A los dos obispos diputados se les dejó entera
libertad para ocupar su escaño en las Cortes, ya que por parte de Roma no se
quiso interferir en este asunto, con el fin de que los interesados adoptasen la
decisión que creyesen más conveniente, habida cuenta de las
circunstancias excepcionales del momento. Sin embargo, el nuncio Franchi les indicó que su presencia en la asamblea
constituyente podía redundar en beneficio de la unidad católica de España y en
contra de la libertad religiosa. Tanto Monescillo como García Cuesta se trasladaron a Madrid y siguieron muy de cerca los
trabajos preparatorios de la Constitución. Mantuvieron contactos con algunos
miembros del Gobierno provisional y con varios componentes de la comisión
encargada de redactar la nueva carta de la nación; pero resultaron
infructuosos, ya que la mayoría parlamentaria era abiertamente favorable a la
libertad de cultos. Los dos prelados y el canónigo Manterola tuvieron
intervenciones públicas muy brillantes, que despertaron la conciencia de
los católicos en momentos en que, al perderse la unidad religiosa, se
creía perder la esencia de España. Es evidente que la prensa católica y
los partidos conservadores difundieron e instrumentalizaron para fines
estrictamente políticos los discursos de estos eclesiásticos, pero al
mismo tiempo no puede negarse que fueron auténticas piezas de la ampulosa
oratoria decimonónica, digna de otros exponentes políticos del momento.

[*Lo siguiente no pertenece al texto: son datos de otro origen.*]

pub mod config;
pub mod error;

pub use config::RelayConfig;
pub use error::{RelayError, Result};
//! Dispatch validated commands to the action-execution bridge
//!
//! The bridge is a separate local HTTP service that performs the
//! real-world effect of a command (launching applications, changing
//! settings). The pipeline reaches it through the [`CommandBridge`]
//! capability; transport failures surface as `None`, which the
//! pipeline treats the same as an explicit error response.

use std::time::Duration;

use async_trait::async_trait;
use reqwest::Client;
use serde::{Deserialize, Serialize};
use serde_json::Value;

use crate::command::Command;
use crate::core::config::RelayConfig;

/// Structured reply from the bridge service
#[derive(Debug, Clone, PartialEq, Serialize, Deserialize)]
pub struct BridgeResponse {
    pub status: String,
    #[serde(default)]
    pub result: Option<Value>,
    #[serde(default)]
    pub error: Option<String>,
}

impl BridgeResponse {
    pub fn ok(result: Value) -> Self {
        Self {
            status: "ok".into(),
            result: Some(result),
            error: None,
        }
    }

    pub fn error(message: impl Into<String>) -> Self {
        Self {
            status: "error".into(),
            result: None,
            error: Some(message.into()),
        }
    }

    /// True when the bridge reported failure
    pub fn is_error(&self) -> bool {
        self.status == "error" || self.error.as_deref().is_some_and(|e| !e.is_empty())
    }
}

/// Capability for sending commands to the execution service.
///
/// `None` signals a transport-level failure (unreachable service,
/// non-JSON reply); callers must not distinguish it from an error
/// response when deciding on recovery.
#[async_trait]
pub trait CommandBridge: Send + Sync {
    async fn send_command(&self, command: &Command) -> Option<BridgeResponse>;
}

/// HTTP adapter for the bridge service
pub struct HttpBridge {
    client: Client,
    endpoint: String,
}

impl HttpBridge {
    pub fn new(endpoint: impl Into<String>, timeout: Duration) -> Self {
        let client = Client::builder()
            .timeout(timeout)
            .build()
            .unwrap_or_else(|_| Client::new());
        Self {
            client,
            endpoint: endpoint.into().trim_end_matches('/').to_string(),
        }
    }

    pub fn from_config(config: &RelayConfig) -> Self {
        Self::new(config.bridge_endpoint.clone(), config.bridge_timeout)
    }

    pub fn endpoint(&self) -> &str {
        &self.endpoint
    }

    /// Fetch system status from the bridge service
    pub async fn get_status(&self) -> Option<BridgeResponse> {
        let url = format!("{}/system/status", self.endpoint);
        let response = match self.client.get(&url).send().await {
            Ok(response) => response,
            Err(error) => {
                tracing::error!(%error, endpoint = %self.endpoint, "bridge status check failed");
                return None;
            }
        };
        match response.error_for_status() {
            Ok(response) => response.json().await.ok(),
            Err(error) => {
                tracing::error!(%error, endpoint = %self.endpoint, "bridge status check failed");
                None
            }
        }
    }

    /// True when the bridge responds to /system/status
    pub async fn is_available(&self) -> bool {
        let available = self.get_status().await.is_some();
        if !available {
            tracing::error!(
                endpoint = %self.endpoint,
                "bridge is unreachable; is the desktop service running?"
            );
        }
        available
    }
}

#[async_trait]
impl CommandBridge for HttpBridge {
    async fn send_command(&self, command: &Command) -> Option<BridgeResponse> {
        let payload = command.to_json();
        tracing::info!(action = %command.action, "sending command to bridge");
        tracing::debug!(%payload, "bridge request payload");

        let url = format!("{}/action/execute", self.endpoint);
        let response = match self.client.post(&url).json(&payload).send().await {
            Ok(response) => response,
            Err(error) => {
                tracing::error!(%error, endpoint = %self.endpoint, "bridge call failed");
                return None;
            }
        };

        let response = match response.error_for_status() {
            Ok(response) => response,
            Err(error) => {
                tracing::error!(%error, endpoint = %self.endpoint, "bridge call failed");
                return None;
            }
        };

        match response.json::<BridgeResponse>().await {
            Ok(parsed) => Some(parsed),
            Err(error) => {
                tracing::error!(%error, "bridge returned an unreadable response");
                None
            }
        }
    }
}
pub mod config;
pub mod event;
pub mod signature;
pub mod storage;

pub use config::{StorageBackend, StorageConfig};
pub use event::{PushEvent, PushTarget, PusherIdentity, Repository};
pub use signature::{SignatureError, compute_signature, verify_signature};
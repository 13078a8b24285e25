use sea_orm::entity::prelude::*;
use serde::{Deserialize, Serialize};

#[sea_orm::model]
#[derive(Clone, Debug, PartialEq, Eq, DeriveEntityModel, Serialize, Deserialize)]
#[sea_orm(table_name = "pusher")]
pub struct Model {
    #[sea_orm(primary_key)]
    pub id: i32,

    pub name: String,

    #[sea_orm(unique)]
    pub email: String,
}

impl ActiveModelBehavior for ActiveModel {}
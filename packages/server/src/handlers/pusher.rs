use axum::Json;
use axum::extract::{Path, State};
use tracing::instrument;

use crate::error::{AppError, ErrorBody};
use crate::extractors::signature::{SignedPath, SignedQuery};
use crate::models::pusher::{PusherDetailResponse, PusherListResponse};
use crate::registry::{PluginRegistry, PusherRegistry};
use crate::state::AppState;

#[utoipa::path(
    get,
    path = "/",
    tag = "Pushers",
    operation_id = "listPushers",
    summary = "List pushers",
    params(SignedQuery),
    responses(
        (status = 200, description = "All pushers", body = PusherListResponse),
        (status = 401, description = "Bad hash (SIGNATURE_MISSING, SIGNATURE_INVALID)", body = ErrorBody),
    ),
)]
#[instrument(skip_all)]
pub async fn list_pushers(
    _signed: SignedPath,
    State(state): State<AppState>,
) -> Result<Json<PusherListResponse>, AppError> {
    let data = PusherRegistry::new(&state.db)
        .list()
        .await?
        .into_iter()
        .map(Into::into)
        .collect();

    Ok(Json(PusherListResponse { data }))
}

#[utoipa::path(
    get,
    path = "/{id}",
    tag = "Pushers",
    operation_id = "getPusher",
    summary = "Get a pusher by ID",
    description = "Returns the pusher and every plugin whose latest default-branch push they made.",
    params(("id" = i32, Path, description = "Pusher ID"), SignedQuery),
    responses(
        (status = 200, description = "Pusher details", body = PusherDetailResponse),
        (status = 401, description = "Bad hash (SIGNATURE_MISSING, SIGNATURE_INVALID)", body = ErrorBody),
        (status = 404, description = "Pusher not found (NOT_FOUND)", body = ErrorBody),
    ),
)]
#[instrument(skip(_signed, state))]
pub async fn get_pusher(
    _signed: SignedPath,
    State(state): State<AppState>,
    Path(id): Path<i32>,
) -> Result<Json<PusherDetailResponse>, AppError> {
    let pusher = PusherRegistry::new(&state.db)
        .find_by_id(id)
        .await?
        .ok_or_else(|| AppError::NotFound("Pusher not found".into()))?;
    let plugins = PluginRegistry::new(&state.db)
        .list_by_pusher(pusher.id)
        .await?
        .into_iter()
        .map(Into::into)
        .collect();

    Ok(Json(PusherDetailResponse {
        pusher: pusher.into(),
        plugins,
    }))
}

Para hacer frente al anticlericalismo desbordado en dichas Cortes y a los
furibundos ataques de algunos diputados como Castelar, Suñer Capdevila y
otros, la Iglesia española contó con figuras tan prestigiosas e intelectualmente
preparadas como el obispo de Jaén, el cardenal de Santiago de Compostela y
el canónigo Manterola. Sin embargo, sus palabras cayeron por
completo en el vacío. Y, ante el fracaso total, los dos prelados
regresaron a sus respectivas diócesis, mientras Manterola siguió los debates
junto al grupo tradicionalista católico, que siempre defendió con energía
los intereses de la Iglesia. En cambio, el sacerdote Alcalá Zamora, que
militaba en las filas progresistas, votó en favor de la libertad de cultos y
en contra de la unidad católica de España.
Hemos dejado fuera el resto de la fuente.